On June 22 and 23, 1940, representatives of the new French prime minis­ter, Marshal Philippe Pétain, signed armi­stices with emis­saries from Adolf Hitler’s Germany and Benito Musso­lini’s Italy. Article 8 of the Franco-German armi­stice permitted the defeated French nation, head­quartered after July 1 in the spa town of Vichy, to keep control of its navy. After Britain, France had the second largest force of capital ships in Europe. Pressed by Britain, the Vichy minis­ter of the French Marine (navy), Adm. François Darlan, assured the highest levels of the British govern­ment that the demo­bi­lized and dis­armed French fleet would never fall into Axis hands. British Prime Minis­ter Winston Chur­chill, who succeeded Neville Cham­ber­lain in office on May 10, 1940, the day Hitler’s Wehr­macht fell upon France and the Bene­lux coun­tries in an unde­clared war, was reminded of Cham­ber­lain’s asser­tion that Hitler was “the blackest devil he had ever met.” A poli­ti­cian like Chur­chill, who at 65 had been around the polit­i­cal block a time or two, was not about to put any faith in a man with a his­tory of deceit and unscru­pu­lous­­ness. Not­with­standing Darlan’s sacred word, the Franco-German armi­stice, like the infa­mous 1938 Munich Agree­ment, would doubt­less be insuf­fi­cient in thwarting Hitler from doing whatever he wanted; e.g., seizing French war­ships, arming them, manning them, and, in con­cert with the Italian Navy—the third largest in Western Europe—deploying them against the British in the Mediterranean Sea.

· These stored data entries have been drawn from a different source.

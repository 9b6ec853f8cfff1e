//! Request and response bodies for the admin API

use serde::{Deserialize, Serialize};

use crate::registry::Target;

#[derive(Debug, Deserialize, Clone)]
pub struct RegisterTargetRequest {
    pub connection_name: String,
}

#[derive(Debug, Serialize, Deserialize, Clone)]
pub struct RegisterTargetResponse {
    /// Name of the target that was added
    pub target: String,
    /// Registry size right after the scheduler accepted the wake-up
    pub pending: usize,
}

#[derive(Debug, Serialize)]
pub struct TargetsResponse {
    pub pending: usize,
    pub targets: Vec<Target>,
}

#[derive(Debug, Serialize)]
pub struct ErrorResponse {
    pub code: &'static str,
    pub message: String,
}
//! Refresh scheduler
//!
//! One control loop owns the refresh cadence. Each cycle goes
//! `Idle -> Populating -> Dispatching -> Draining -> Idle`:
//!
//! 1. wait for a trigger (timer tick or target registration)
//! 2. enumerate connections and add the cached ones to the registry
//! 3. spawn `min(pending, max_workers)` workers
//! 4. wait for every worker to exit
//!
//! Nothing in a cycle is fatal. Enumeration, fetch and store errors are logged
//! and the cycle always returns to idle.
//!
//! ## Usage
//!
//! ```rust,ignore
//! let scheduler = Scheduler::builder()
//!     .registry(registry)
//!     .enumerator(Arc::new(StaticConnections::new(connections)))
//!     .fetcher(Arc::new(fetcher))
//!     .store(Arc::new(store))
//!     .build();
//!
//! let running = scheduler.start(shutdown.clone());
//! running.handle().register_target("mini:imageinfo:aws:ohio").await?;
//! ```

mod handle;
pub mod trigger;
mod worker;

pub use handle::{RunningScheduler, SchedulerHandle};
pub use trigger::{Trigger, TriggerClosed, TriggerReceiver, TriggerSource};
pub use worker::WorkerStats;

use std::sync::Arc;
use std::time::{Duration, Instant};

use bon::Builder;
use tokio::task::JoinSet;
use tokio_util::sync::CancellationToken;
use tracing::{Instrument, Span, error, info, info_span, warn};
use uuid::Uuid;

use crate::cache::CacheStore;
use crate::config::SchedulerConfig;
use crate::connections::ConnectionEnumerator;
use crate::fetcher::Fetcher;
use crate::observability::Metrics;
use crate::registry::{DEFAULT_SLOT, TargetRegistry, target_name};
use worker::WorkerContext;

/// Cadence and pool sizing
#[derive(Debug, Clone, PartialEq, Eq)]
pub struct SchedulerSettings {
    pub refresh_interval: Duration,
    pub max_workers: usize,
    pub connection_prefix: String,
    pub warm_on_start: bool,
}

impl Default for SchedulerSettings {
    fn default() -> Self {
        SchedulerSettings::from(&SchedulerConfig::default())
    }
}

impl From<&SchedulerConfig> for SchedulerSettings {
    fn from(config: &SchedulerConfig) -> Self {
        Self {
            refresh_interval: config.refresh_interval(),
            max_workers: config.max_workers,
            connection_prefix: config.connection_prefix.clone(),
            warm_on_start: config.warm_on_start,
        }
    }
}

/// Summary of one populate/dispatch/drain pass
#[derive(Debug, Clone, PartialEq, Eq)]
pub struct CycleReport {
    pub cycle_id: Uuid,
    pub source: TriggerSource,
    /// Targets added from enumeration this cycle
    pub populated: usize,
    pub enumeration_failed: bool,
    pub workers: usize,
    pub refreshed: usize,
    pub fetch_failures: usize,
    pub store_failures: usize,
    pub elapsed: Duration,
}

#[derive(Builder)]
pub struct Scheduler {
    registry: Arc<TargetRegistry>,
    enumerator: Arc<dyn ConnectionEnumerator>,
    fetcher: Arc<dyn Fetcher>,
    store: Arc<dyn CacheStore>,
    #[builder(default)]
    settings: SchedulerSettings,
    #[builder(default)]
    metrics: Arc<Metrics>,
}

impl Scheduler {
    pub fn registry(&self) -> &Arc<TargetRegistry> {
        &self.registry
    }

    pub fn metrics(&self) -> &Arc<Metrics> {
        &self.metrics
    }

    pub fn settings(&self) -> &SchedulerSettings {
        &self.settings
    }

    /// Spawn the scheduler loop and the refresh timer
    ///
    /// Both stop when `shutdown` is cancelled. A cycle already in progress is
    /// allowed to finish.
    pub fn start(self, shutdown: CancellationToken) -> RunningScheduler {
        let (trigger, signals) = trigger::channel();
        let handle = SchedulerHandle::new(self.registry.clone(), trigger.clone());

        // interval_at panics on a zero period
        let period = self.settings.refresh_interval.max(Duration::from_millis(1));
        let timer_task = tokio::spawn(trigger::run_timer(
            trigger,
            period,
            self.settings.warm_on_start,
            shutdown.clone(),
        ));
        let scheduler_task = tokio::spawn(self.run(signals, shutdown));

        RunningScheduler::new(handle, scheduler_task, timer_task)
    }

    /// Scheduler control loop: block on the trigger, run a cycle, repeat
    pub async fn run(self, mut signals: TriggerReceiver, shutdown: CancellationToken) {
        info!(
            max_workers = self.settings.max_workers,
            refresh_interval_secs = self.settings.refresh_interval.as_secs(),
            connection_prefix = %self.settings.connection_prefix,
            "Scheduler started"
        );

        loop {
            let source = tokio::select! {
                biased;
                _ = shutdown.cancelled() => break,
                signal = signals.recv() => match signal {
                    Some(source) => source,
                    None => break,
                },
            };

            self.metrics.signal_received();
            self.run_cycle(source).await;
        }

        info!("Scheduler stopped");
    }

    /// Run one full cycle and report what happened
    pub async fn run_cycle(&self, source: TriggerSource) -> CycleReport {
        let cycle_id = Uuid::now_v7();
        let span = info_span!("refresh_cycle", %cycle_id, ?source);

        self.cycle(cycle_id, source).instrument(span).await
    }

    async fn cycle(&self, cycle_id: Uuid, source: TriggerSource) -> CycleReport {
        let started = Instant::now();
        info!("Refresh cycle started");

        // Populating
        let (populated, enumeration_failed) = match self.populate().await {
            Some(added) => (added, false),
            None => (0, true),
        };

        // Dispatching
        let pending = self.registry.count();
        let workers = pending.min(self.settings.max_workers);
        info!(pending, workers, "Dispatching workers");

        let ctx = WorkerContext {
            registry: self.registry.clone(),
            fetcher: self.fetcher.clone(),
            store: self.store.clone(),
            metrics: self.metrics.clone(),
        };

        let mut pool = JoinSet::new();
        for worker_id in 0..workers {
            pool.spawn(worker::run(worker_id, ctx.clone()).instrument(Span::current()));
        }

        // Draining
        let mut report = CycleReport {
            cycle_id,
            source,
            populated,
            enumeration_failed,
            workers,
            refreshed: 0,
            fetch_failures: 0,
            store_failures: 0,
            elapsed: Duration::ZERO,
        };

        while let Some(joined) = pool.join_next().await {
            match joined {
                Ok(stats) => {
                    report.refreshed += stats.refreshed;
                    report.fetch_failures += stats.fetch_failures;
                    report.store_failures += stats.store_failures;
                }
                Err(e) => error!(error = %e, "Worker task terminated abnormally"),
            }
        }

        report.elapsed = started.elapsed();
        self.metrics.cycle_completed();

        info!(
            refreshed = report.refreshed,
            fetch_failures = report.fetch_failures,
            store_failures = report.store_failures,
            remaining = self.registry.count(),
            elapsed_ms = report.elapsed.as_millis() as u64,
            "Refresh cycle finished"
        );

        report
    }

    /// Add every cached connection to the registry
    ///
    /// Returns the number added, or `None` when enumeration failed.
    async fn populate(&self) -> Option<usize> {
        let descriptors = match self.enumerator.list().await {
            Ok(descriptors) => descriptors,
            Err(e) => {
                warn!(error = %e, "Connection enumeration failed, continuing with pending targets");
                self.metrics.enumeration_failed();
                return None;
            }
        };

        let prefix = &self.settings.connection_prefix;
        let mut added = 0;
        for descriptor in descriptors.iter().filter(|d| d.participates(prefix)) {
            self.registry.add(
                target_name(&descriptor.name, DEFAULT_SLOT),
                descriptor.name.clone(),
                descriptor.metadata_kind(),
            );
            added += 1;
        }

        info!(listed = descriptors.len(), added, "Registry populated");
        Some(added)
    }
}

#[cfg(test)]
mod tests {
    use super::*;
    use crate::cache::ObjectCacheStore;
    use crate::connections::{ConnectionDescriptor, EnumerationError, StaticConnections};
    use crate::fetcher::Result as FetchResult;
    use crate::registry::MetadataKind;
    use async_trait::async_trait;
    use bytes::Bytes;

    struct EchoFetcher;

    #[async_trait]
    impl Fetcher for EchoFetcher {
        async fn fetch(&self, connection_id: &str) -> FetchResult<Bytes> {
            Ok(Bytes::from(connection_id.to_string()))
        }
    }

    struct FailingEnumerator;

    #[async_trait]
    impl ConnectionEnumerator for FailingEnumerator {
        async fn list(&self) -> crate::connections::Result<Vec<ConnectionDescriptor>> {
            Err(EnumerationError::Status(503))
        }
    }

    fn scheduler(enumerator: Arc<dyn ConnectionEnumerator>, store: Arc<ObjectCacheStore>) -> Scheduler {
        Scheduler::builder()
            .registry(Arc::new(TargetRegistry::new()))
            .enumerator(enumerator)
            .fetcher(Arc::new(EchoFetcher))
            .store(store)
            .build()
    }

    #[test]
    fn test_default_settings() {
        let settings = SchedulerSettings::default();
        assert_eq!(settings.refresh_interval, Duration::from_secs(36000));
        assert_eq!(settings.max_workers, 10);
        assert_eq!(settings.connection_prefix, "mini:");
        assert!(!settings.warm_on_start);
    }

    #[tokio::test]
    async fn test_cycle_filters_by_prefix() {
        let store = Arc::new(ObjectCacheStore::in_memory());
        let enumerator = Arc::new(StaticConnections::new(vec![
            ConnectionDescriptor::new("mini:imageinfo:aws:ohio", "AWS"),
            ConnectionDescriptor::new("mini:specinfo:aws:ohio", "AWS"),
            ConnectionDescriptor::new("aws-ohio-config", "AWS"),
        ]));
        let scheduler = scheduler(enumerator, store.clone());

        let report = scheduler.run_cycle(TriggerSource::Manual).await;

        assert_eq!(report.populated, 2);
        assert_eq!(report.workers, 2);
        assert_eq!(report.refreshed, 2);
        assert!(!report.enumeration_failed);
        assert_eq!(scheduler.registry().count(), 0);
        assert!(store.get("mini:imageinfo:aws:ohio").await.unwrap().is_some());
        assert!(store.get("aws-ohio-config").await.unwrap().is_none());
    }

    #[tokio::test]
    async fn test_enumeration_failure_uses_pending_targets() {
        let store = Arc::new(ObjectCacheStore::in_memory());
        let scheduler = scheduler(Arc::new(FailingEnumerator), store.clone());
        scheduler
            .registry()
            .add("manual#0", "manual", MetadataKind::Image);

        let report = scheduler.run_cycle(TriggerSource::Registration).await;

        assert!(report.enumeration_failed);
        assert_eq!(report.refreshed, 1);
        assert_eq!(scheduler.metrics().snapshot().enumeration_failures, 1);
        assert!(store.get("manual").await.unwrap().is_some());
    }

    #[tokio::test]
    async fn test_empty_cycle_spawns_no_workers() {
        let store = Arc::new(ObjectCacheStore::in_memory());
        let scheduler = scheduler(Arc::new(StaticConnections::default()), store);

        let report = scheduler.run_cycle(TriggerSource::Timer).await;

        assert_eq!(report.workers, 0);
        assert_eq!(report.refreshed, 0);
        assert_eq!(scheduler.metrics().snapshot().cycles_completed, 1);
    }

    #[tokio::test]
    async fn test_worker_count_capped() {
        let store = Arc::new(ObjectCacheStore::in_memory());
        let connections = (0..7)
            .map(|i| ConnectionDescriptor::new(format!("mini:imageinfo:aws:r{}", i), "AWS"))
            .collect();
        let scheduler = Scheduler::builder()
            .registry(Arc::new(TargetRegistry::new()))
            .enumerator(Arc::new(StaticConnections::new(connections)))
            .fetcher(Arc::new(EchoFetcher))
            .store(store)
            .settings(SchedulerSettings {
                max_workers: 3,
                ..SchedulerSettings::default()
            })
            .build();

        let report = scheduler.run_cycle(TriggerSource::Manual).await;

        assert_eq!(report.workers, 3);
        assert_eq!(report.refreshed, 7);
    }
}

On July 2, 1940, Churchill’s War Cabinet ordered Vice Adm. James Somer­ville, com­man­der of the British naval for­ma­tion based in Gibra­ltar (Force H), to steam to the French North African port of Mers-el-Kébir and present several options to Vice Adm. Marcel Gen­soul. This he did on this date, July 3, 1940, sprinting over­night with a power­ful squa­dron that included his flag­ship battle­cruiser HMS Hood, two battle­ships, the air­craft carrier Ark Royal, and an escort of cruisers and destroyers. One option, explained Somer­ville to Adm. Gen­soul, was for the French fleet to put to sea with the British and con­tinue the fight against the Germans and Italians. Another option: Be escorted to a port in the French West Indies or to a British port where French ships would be demil­i­tarized. A third option was to dis­arm the ships at Mers-el-Kébir under the super­vision of the Royal Navy, while a fourth was to scuttle the ships where they were. If Gen­soul refused “these fair offers,” Somer­ville went on, he was left with no choice but to destroy the French squadron at Mers-el-Kébir.

Of course, Somerville’s options were contrary to the terms nego­ti­ated by Vichy France and her Axis victors two weeks earlier. Gen­soul con­sulted the French Admi­ralty but in his first com­mu­ni­ca­tion he kept the British options to him­self. In his second com­mu­ni­ca­tion he told his superiors he would defend the French fleet at the first cannon shot. Somer­ville delayed bom­barding the French fleet until he learned that the French had dis­patched naval rein­force­ments to Mers-el-Kébir. The British Adm­iralty ordered Somer­ville to settle matters quickly. At 5:55 p.m. Somer­ville gave the grim order to “open fire.”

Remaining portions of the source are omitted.